Au niveau des gouvernements, les États demeureraient souverains et coordon­neraient leurs actions avec des déci­sions prises à l’unanimité. Mais ils pour­raient aussi agir à quelques uns, sans être bloqués par l’unanimité, pour des avancées sociales de quelques-uns uns. Ainsi, pourrait prendre forme un nouveau type de construction confédé­rale conjuguant liberté d’initiative natio­nale, responsabilités partagées au niveau européen et pouvoirs des travailleurs dans les entreprises et des citoyens dans les territoires.

 

Un monde de paix, de démocratie participative internationale et de co-développement de tous les peuples

Ce que dit le projet de Traité Constitutionnel

L’Union européenne conçue comme un promoteur zélé des règles de l’OMC et de l’AGCS.

Le texte s’inscrit dans les préceptes libéraux de l’Organisation Mondiale du Commerce (art. III-309, III-325), notamment ceux de l’Accord Général sur le Commerce des Services (AGCS) même s’il y a la réserve de prin­cipe de possibles « mesures de défense commerciale » (art. III-315-4) qui visent tout particulièrement les pays du Sud ou émergents.

Ces conceptions conduisent à la levée des quotas textiles menaçant 2,5 millions d’emplois en Europe, inspirent la directive Bolkestein, ou le productivisme ravageur dans l’agriculture.

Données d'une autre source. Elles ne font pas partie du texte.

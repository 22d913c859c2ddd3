//! Formatting utilities for terminal output

use crate::core::{Feedback, LetterStatus};
use colored::Colorize;

/// Format feedback as colored letter tiles
#[must_use]
pub fn feedback_tiles(feedback: &Feedback) -> String {
    feedback
        .letters()
        .iter()
        .map(|e| {
            let tile = format!(" {} ", e.letter);
            match e.status {
                LetterStatus::Correct => tile.black().on_green().bold().to_string(),
                LetterStatus::Present => tile.black().on_yellow().bold().to_string(),
                LetterStatus::Absent => tile.white().on_bright_black().to_string(),
            }
        })
        .collect()
}

/// Golf score with an explicit sign; par is `E`
#[must_use]
pub fn golf_label(score: i32) -> String {
    match score {
        0 => "E".to_string(),
        s if s > 0 => format!("+{s}"),
        s => s.to_string(),
    }
}

/// Create a progress bar string
#[must_use]
pub fn create_progress_bar(value: f64, max: f64, width: usize) -> String {
    if max <= 0.0 {
        return "░".repeat(width);
    }
    let filled = ((value / max) * width as f64) as usize;
    let filled = filled.min(width);

    format!("{}{}", "█".repeat(filled), "░".repeat(width - filled))
}
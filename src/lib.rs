//! Wordle Bench
//!
//! Benchmarks text-generating models by having them play Wordle under strict
//! rules, keeping a complete record of every model call.
//!
//! # Quick Start
//!
//! ```rust
//! use std::sync::Arc;
//! use wordle_bench::extract::ResponseExtractor;
//! use wordle_bench::model::ScriptedModel;
//! use wordle_bench::prompt::PromptTemplate;
//! use wordle_bench::session::{GameSession, SessionConfig};
//! use wordle_bench::vocabulary::Vocabulary;
//!
//! let vocabulary = Arc::new(Vocabulary::from_words(["crane", "slate"]));
//! let model = ScriptedModel::new("scripted", ["slate", "I'll go with CRANE"]);
//!
//! let mut session = GameSession::new(
//!     model,
//!     PromptTemplate::Simple,
//!     ResponseExtractor::Simple,
//!     vocabulary,
//! )
//! .with_config(SessionConfig {
//!     target_word: Some("crane".into()),
//!     ..SessionConfig::default()
//! });
//!
//! let result = session.run();
//! assert!(result.won());
//! assert_eq!(result.golf_score, Some(-2));
//! ```

// Core domain types
pub mod core;

// Accepted words
pub mod vocabulary;

// Game state machine and daily targets
pub mod game;

// Guess extraction from model output
pub mod extract;

// Prompt rendering
pub mod prompt;

// Model collaborators
pub mod model;

// Turn orchestration, results and persistence
pub mod session;

// Command implementations
pub mod commands;

// Terminal output formatting
pub mod output;
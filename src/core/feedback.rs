//! Guess scoring
//!
//! Produces per-letter feedback for a guess against a target, following
//! Wordle's exact duplicate-letter rules:
//!
//! 1. Count the letters available in the target
//! 2. First pass: exact position matches are CORRECT and consume one letter
//! 3. Second pass (left to right): a remaining letter is PRESENT and consumes
//!    one letter, otherwise ABSENT
//!
//! Each physical letter in the target is therefore claimed by at most one
//! guess position, and correct positions win over earlier present matches.

use super::word::{WORD_LENGTH, Word};
use serde::{Deserialize, Serialize};
use std::fmt;

/// Classification of a single guess letter
#[derive(Debug, Clone, Copy, PartialEq, Eq, Hash, Serialize, Deserialize)]
#[serde(rename_all = "snake_case")]
pub enum LetterStatus {
    /// Right letter, right position (green)
    Correct,
    /// Letter is in the word at another position (yellow)
    Present,
    /// Letter is not in the word, or all its occurrences are claimed (gray)
    Absent,
}

impl LetterStatus {
    /// Lowercase name as shown to models
    #[must_use]
    pub const fn as_str(self) -> &'static str {
        match self {
            Self::Correct => "correct",
            Self::Present => "present",
            Self::Absent => "absent",
        }
    }

    #[must_use]
    pub const fn emoji(self) -> char {
        match self {
            Self::Correct => '🟩',
            Self::Present => '🟨',
            Self::Absent => '⬛',
        }
    }
}

impl fmt::Display for LetterStatus {
    fn fmt(&self, f: &mut fmt::Formatter<'_>) -> fmt::Result {
        f.write_str(self.as_str())
    }
}

/// Feedback for one letter of a guess
#[derive(Debug, Clone, Copy, PartialEq, Eq, Serialize, Deserialize)]
pub struct LetterEvaluation {
    /// Position in the word (0-4)
    pub position: usize,
    pub letter: char,
    pub status: LetterStatus,
}

/// Feedback for a whole guess: exactly one evaluation per position
#[derive(Debug, Clone, Copy, PartialEq, Eq, Serialize, Deserialize)]
#[serde(transparent)]
pub struct Feedback([LetterEvaluation; WORD_LENGTH]);

impl Feedback {
    /// Score `guess` against `target`
    ///
    /// # Examples
    /// ```
    /// use wordle_bench::core::{Feedback, LetterStatus::*, Word};
    ///
    /// let target = Word::new("crane").unwrap();
    /// let guess = Word::new("erase").unwrap();
    /// let feedback = Feedback::calculate(&guess, &target);
    ///
    /// // The single E in CRANE is claimed by the correct E at position 4
    /// assert_eq!(feedback.statuses(), [Absent, Correct, Correct, Absent, Correct]);
    /// ```
    #[must_use]
    #[allow(clippy::needless_range_loop)] // Index needed to pair guess[i] with target[i] and statuses[i]
    pub fn calculate(guess: &Word, target: &Word) -> Self {
        let guess_letters = guess.letters();
        let target_letters = target.letters();
        let mut available = target.letter_counts();
        let mut statuses = [LetterStatus::Absent; WORD_LENGTH];

        // First pass: greens
        for i in 0..WORD_LENGTH {
            if guess_letters[i] == target_letters[i] {
                statuses[i] = LetterStatus::Correct;
                if let Some(count) = available.get_mut(&guess_letters[i]) {
                    *count = count.saturating_sub(1);
                }
            }
        }

        // Second pass: yellows from whatever is left
        for i in 0..WORD_LENGTH {
            if statuses[i] == LetterStatus::Correct {
                continue;
            }
            if let Some(count) = available.get_mut(&guess_letters[i])
                && *count > 0
            {
                statuses[i] = LetterStatus::Present;
                *count -= 1;
            }
        }

        Self(std::array::from_fn(|position| LetterEvaluation {
            position,
            letter: char::from(guess_letters[position]),
            status: statuses[position],
        }))
    }

    /// Per-letter evaluations in position order
    #[must_use]
    pub const fn letters(&self) -> &[LetterEvaluation; WORD_LENGTH] {
        &self.0
    }

    /// Just the statuses, in position order
    #[must_use]
    pub fn statuses(&self) -> [LetterStatus; WORD_LENGTH] {
        self.0.map(|e| e.status)
    }

    /// All five letters correct
    #[must_use]
    pub fn is_solved(&self) -> bool {
        self.0.iter().all(|e| e.status == LetterStatus::Correct)
    }

    /// Render as a row of colored squares, e.g. "⬛🟩🟩⬛🟩"
    #[must_use]
    pub fn to_emoji(&self) -> String {
        self.0.iter().map(|e| e.status.emoji()).collect()
    }

    /// Render as `L(status)` pairs, the form models see in prompts
    #[must_use]
    pub fn describe(&self) -> String {
        self.0
            .iter()
            .map(|e| format!("{}({})", e.letter, e.status))
            .collect::<Vec<_>>()
            .join(" ")
    }
}

#[cfg(test)]
mod tests {
    use super::LetterStatus::{Absent, Correct, Present};
    use super::*;

    fn score(guess: &str, target: &str) -> [LetterStatus; WORD_LENGTH] {
        Feedback::calculate(&Word::new(guess).unwrap(), &Word::new(target).unwrap()).statuses()
    }

    #[test]
    fn all_correct() {
        assert_eq!(score("crane", "crane"), [Correct; 5]);
        let word = Word::new("crane").unwrap();
        assert!(Feedback::calculate(&word, &word).is_solved());
    }

    #[test]
    fn all_absent() {
        assert_eq!(score("built", "crane"), [Absent; 5]);
    }

    #[test]
    fn single_target_letter_claimed_by_correct_position() {
        assert_eq!(
            score("erase", "crane"),
            [Absent, Correct, Correct, Absent, Correct]
        );
    }

    #[test]
    fn duplicate_letters_in_both_words() {
        assert_eq!(
            score("suede", "speed"),
            [Correct, Absent, Correct, Present, Present]
        );
    }

    #[test]
    fn earlier_duplicate_is_present_when_target_has_two() {
        // ROBOT vs FLOOR: first O yellow, second O green
        assert_eq!(
            score("robot", "floor"),
            [Present, Present, Absent, Correct, Absent]
        );
    }

    #[test]
    fn leftmost_present_wins_when_letter_is_scarce() {
        // One L in the target, guessed twice out of position
        assert_eq!(
            score("llama", "hotel"),
            [Present, Absent, Absent, Absent, Absent]
        );
    }

    #[test]
    fn letter_evaluations_carry_position_and_letter() {
        let feedback =
            Feedback::calculate(&Word::new("slate").unwrap(), &Word::new("crane").unwrap());
        for (i, eval) in feedback.letters().iter().enumerate() {
            assert_eq!(eval.position, i);
        }
        assert_eq!(feedback.letters()[0].letter, 'S');
        assert_eq!(feedback.letters()[2].status, Correct);
    }

    #[test]
    fn emoji_and_description() {
        let feedback =
            Feedback::calculate(&Word::new("erase").unwrap(), &Word::new("crane").unwrap());
        assert_eq!(feedback.to_emoji(), "⬛🟩🟩⬛🟩");
        assert_eq!(
            feedback.describe(),
            "E(absent) R(correct) A(correct) S(absent) E(correct)"
        );
    }

    #[test]
    fn serializes_as_list_of_letters() {
        let feedback =
            Feedback::calculate(&Word::new("crane").unwrap(), &Word::new("crane").unwrap());
        let json = serde_json::to_value(feedback).unwrap();
        assert_eq!(json.as_array().unwrap().len(), 5);
        assert_eq!(json[0]["status"], "correct");
        assert_eq!(json[0]["letter"], "C");
    }
}
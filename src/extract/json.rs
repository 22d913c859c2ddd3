//! Structured (JSON) guess extraction
//!
//! The whole response must be a JSON object with a string `guess` field and,
//! optionally or mandatorily depending on the extractor, a string `reasoning`
//! field. Nothing is salvaged from surrounding prose.

use super::{ExtractError, Extraction};
use crate::core::Word;
use serde_json::{Map, Value};

const GUESS_FIELD: &str = "guess";
const REASONING_FIELD: &str = "reasoning";

/// Parse a JSON response
///
/// # Errors
///
/// - `ExtractError::MalformedJson` if the text is not valid JSON
/// - `ExtractError::NotAnObject` if it is valid JSON but not an object
/// - `ExtractError::MissingField` / `ExtractError::WrongFieldType` for bad fields
/// - `ExtractError::InvalidGuess` if `guess` is not 5 letters
pub fn extract(response: &str, require_reasoning: bool) -> Result<Extraction, ExtractError> {
    let response = response.trim();
    let value: Value =
        serde_json::from_str(response).map_err(|source| ExtractError::MalformedJson {
            response: response.to_string(),
            source,
        })?;

    let Value::Object(object) = value else {
        return Err(ExtractError::NotAnObject);
    };

    let guess = string_field(&object, GUESS_FIELD)?.ok_or(ExtractError::MissingField(GUESS_FIELD))?;
    let guess = Word::new(guess)?;

    let reasoning = string_field(&object, REASONING_FIELD)?
        .map(str::trim)
        .filter(|r| !r.is_empty())
        .map(str::to_string);
    if require_reasoning && reasoning.is_none() {
        return Err(ExtractError::MissingField(REASONING_FIELD));
    }

    Ok(Extraction {
        guess: guess.into_string(),
        reasoning,
    })
}

fn string_field<'a>(
    object: &'a Map<String, Value>,
    field: &'static str,
) -> Result<Option<&'a str>, ExtractError> {
    match object.get(field) {
        None | Some(Value::Null) => Ok(None),
        Some(Value::String(s)) => Ok(Some(s)),
        Some(_) => Err(ExtractError::WrongFieldType {
            field,
            expected: "string",
        }),
    }
}

#[cfg(test)]
mod tests {
    use super::*;
    use crate::core::WordError;

    #[test]
    fn extracts_guess_and_reasoning() {
        let extraction = extract(
            r#"{"reasoning": "Common letters first.", "guess": "crane"}"#,
            false,
        )
        .unwrap();
        assert_eq!(extraction.guess, "CRANE");
        assert_eq!(extraction.reasoning.as_deref(), Some("Common letters first."));
    }

    #[test]
    fn surrounding_whitespace_is_allowed() {
        let extraction = extract("\n  {\"guess\": \"SLATE\"}  \n", false).unwrap();
        assert_eq!(extraction.guess, "SLATE");
        assert_eq!(extraction.reasoning, None);
    }

    #[test]
    fn malformed_json_is_reported() {
        let err = extract("Sure! {\"guess\": \"crane\"}", false).unwrap_err();
        assert!(matches!(err, ExtractError::MalformedJson { .. }));
        assert!(err.to_string().starts_with("Failed to parse JSON response"));
    }

    #[test]
    fn non_object_is_rejected() {
        assert!(matches!(
            extract(r#"["crane"]"#, false),
            Err(ExtractError::NotAnObject)
        ));
        assert!(matches!(
            extract(r#""crane""#, false),
            Err(ExtractError::NotAnObject)
        ));
    }

    #[test]
    fn missing_guess_field() {
        assert!(matches!(
            extract(r#"{"reasoning": "hmm"}"#, false),
            Err(ExtractError::MissingField("guess"))
        ));
        assert!(matches!(
            extract(r#"{"guess": null}"#, false),
            Err(ExtractError::MissingField("guess"))
        ));
    }

    #[test]
    fn non_string_guess_field() {
        assert!(matches!(
            extract(r#"{"guess": 12345}"#, false),
            Err(ExtractError::WrongFieldType { field: "guess", .. })
        ));
    }

    #[test]
    fn malformed_guess_shape() {
        assert!(matches!(
            extract(r#"{"guess": "cranes"}"#, false),
            Err(ExtractError::InvalidGuess(WordError::InvalidLength(6)))
        ));
        assert!(matches!(
            extract(r#"{"guess": "cr4ne"}"#, false),
            Err(ExtractError::InvalidGuess(WordError::InvalidCharacters))
        ));
    }

    #[test]
    fn strict_mode_requires_reasoning() {
        assert!(matches!(
            extract(r#"{"guess": "crane"}"#, true),
            Err(ExtractError::MissingField("reasoning"))
        ));
        assert!(matches!(
            extract(r#"{"guess": "crane", "reasoning": "   "}"#, true),
            Err(ExtractError::MissingField("reasoning"))
        ));
        assert!(extract(r#"{"guess": "crane", "reasoning": "ok"}"#, true).is_ok());
    }
}
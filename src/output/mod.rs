//! Terminal output formatting
//!
//! Display utilities for CLI results and pretty-printing.

pub mod display;
pub mod formatters;

pub use display::{print_benchmark_result, print_game_result, print_word_reports};
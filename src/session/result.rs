//! Records produced by a session
//!
//! Everything here serializes with serde so a sink can persist it as-is.

use crate::game::{GameState, GameStatus};
use crate::model::UsageStats;
use chrono::{DateTime, Local, NaiveDate};
use serde::{Deserialize, Serialize};

/// A well-formed guess the vocabulary rejected
#[derive(Debug, Clone, PartialEq, Eq, Serialize, Deserialize)]
pub struct InvalidAttempt {
    pub word: String,
    pub turn_number: usize,
    /// 1-based index among this turn's invalid words
    pub attempt_number: u32,
    pub created_at: DateTime<Local>,
}

impl InvalidAttempt {
    #[must_use]
    pub fn new(word: String, turn_number: usize, attempt_number: u32) -> Self {
        Self {
            word,
            turn_number,
            attempt_number,
            created_at: Local::now(),
        }
    }
}

/// One model call: what was asked, what came back, and what became of it
#[derive(Debug, Clone, PartialEq, Serialize, Deserialize)]
pub struct InteractionRecord {
    pub turn_number: usize,
    /// 1-based model call index within the turn
    pub attempt_number: u32,
    pub prompt_text: String,
    pub raw_response: String,
    pub parse_success: bool,
    pub parse_error_message: Option<String>,
    /// The extracted guess was recorded by the game
    pub accepted: bool,
    pub usage: Option<UsageStats>,
    pub created_at: DateTime<Local>,
}

impl InteractionRecord {
    #[must_use]
    pub fn new(
        turn_number: usize,
        attempt_number: u32,
        prompt_text: String,
        raw_response: String,
        usage: Option<UsageStats>,
    ) -> Self {
        Self {
            turn_number,
            attempt_number,
            prompt_text,
            raw_response,
            parse_success: false,
            parse_error_message: None,
            accepted: false,
            usage,
            created_at: Local::now(),
        }
    }
}

/// Usage aggregated over every model call of a game
#[derive(Debug, Clone, Copy, Default, PartialEq, Serialize, Deserialize)]
pub struct UsageSummary {
    pub total_requests: u32,
    pub total_prompt_tokens: u64,
    pub total_completion_tokens: u64,
    pub total_reasoning_tokens: u64,
    pub total_tokens: u64,
    pub total_cost_usd: f64,
    pub avg_latency_ms: f64,
}

impl UsageSummary {
    pub fn record(&mut self, usage: &UsageStats) {
        let previous = f64::from(self.total_requests);
        self.total_requests += 1;
        self.total_prompt_tokens += u64::from(usage.prompt_tokens);
        self.total_completion_tokens += u64::from(usage.completion_tokens);
        self.total_reasoning_tokens += u64::from(usage.reasoning_tokens);
        self.total_tokens += u64::from(usage.total_tokens);
        self.total_cost_usd += usage.cost_usd;
        #[allow(clippy::cast_precision_loss)]
        let latency = usage.latency_ms as f64;
        self.avg_latency_ms =
            self.avg_latency_ms.mul_add(previous, latency) / f64::from(self.total_requests);
    }
}

#[derive(Debug, Clone, PartialEq, Serialize, Deserialize)]
pub struct GameMetadata {
    pub model: String,
    pub template: String,
    pub parser: String,
    pub start_time: DateTime<Local>,
    pub end_time: DateTime<Local>,
    pub duration_seconds: f64,
    /// Puzzle date
    pub date: NaiveDate,
    /// Every rejected word of the game, in order
    pub invalid_word_attempts: Vec<String>,
    pub total_invalid_attempts: usize,
    pub usage_stats: Option<UsageSummary>,
}

/// Outcome of a whole session
///
/// `success` means the game ran to completion, won or lost. A failed session
/// carries an error message and, when the game got started, its state
/// forfeited to LOST.
#[derive(Debug, Clone, PartialEq, Serialize, Deserialize)]
pub struct GameResult {
    pub success: bool,
    pub game_state: Option<GameState>,
    pub metadata: GameMetadata,
    /// Lower is better; only for completed games
    pub golf_score: Option<i32>,
    pub error: Option<String>,
}

impl GameResult {
    #[must_use]
    pub fn won(&self) -> bool {
        self.game_state.as_ref().is_some_and(GameState::won)
    }

    #[must_use]
    pub fn guesses_made(&self) -> usize {
        self.game_state.as_ref().map_or(0, GameState::guesses_made)
    }

    #[must_use]
    pub fn target_word(&self) -> Option<&str> {
        self.game_state.as_ref().map(GameState::target_word)
    }
}

/// Golf score of a finished game: a win in N guesses scores `N - 4`, a loss `+4`
///
/// # Examples
/// ```
/// use wordle_bench::game::GameStatus;
/// use wordle_bench::session::golf_score;
///
/// assert_eq!(golf_score(GameStatus::Won, 1), Some(-3));
/// assert_eq!(golf_score(GameStatus::Won, 4), Some(0));
/// assert_eq!(golf_score(GameStatus::Lost, 6), Some(4));
/// assert_eq!(golf_score(GameStatus::InProgress, 2), None);
/// ```
#[must_use]
pub fn golf_score(status: GameStatus, guesses_made: usize) -> Option<i32> {
    match status {
        GameStatus::Won => i32::try_from(guesses_made).ok().map(|n| n - 4),
        GameStatus::Lost => Some(4),
        GameStatus::InProgress => None,
    }
}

Europe « forteresse » fermée aux peuples mais ouverte aux capitaux.

L’Union européenne tout en menant une politique de guerre écono­mique pour exporter et attirer les capitaux, contribue à aggraver la concurrence entre les travailleurs du monde entier pour abaisser le coût du travail.

D’une part, L’union européenne se ferme aux entrées des travailleurs du tiers-monde. De l’autre, elle laisse faire les entrées clandestines dans des conditions déplorables à l’opposé d’une organisation en concertation avec les pays de départ, d’une maîtrise démocratique négociée des flux migratoires. Il s’agit au contraire de rétablir l’égalité des droits entre travailleurs euro­péens et étrangers, notamment du point de vue de la citoyenneté.

Ainsi, le contrôle aux frontières de l’Union est renforcé (art. III-257-2). La plupart des associations et ONG travaillant sur les questions d’asile et d’immigration craignent que les dispositions du projet de Constitution conduisent à une moindre protection des réfugiés et des demandeurs d’asile, avec à la clé le risque d’une remise en cause de la notion même de droit d’asile telle que définie par la convention de Genève de 1951. La mise en place d’un comité afin d’assurer à l’intérieur de l’Union la promotion et le renforcement de la coopération opérationnelle en matière de sécurité intérieure (article III-261) peut conduire à contourner les procédures de contrôle démocratique et juridique.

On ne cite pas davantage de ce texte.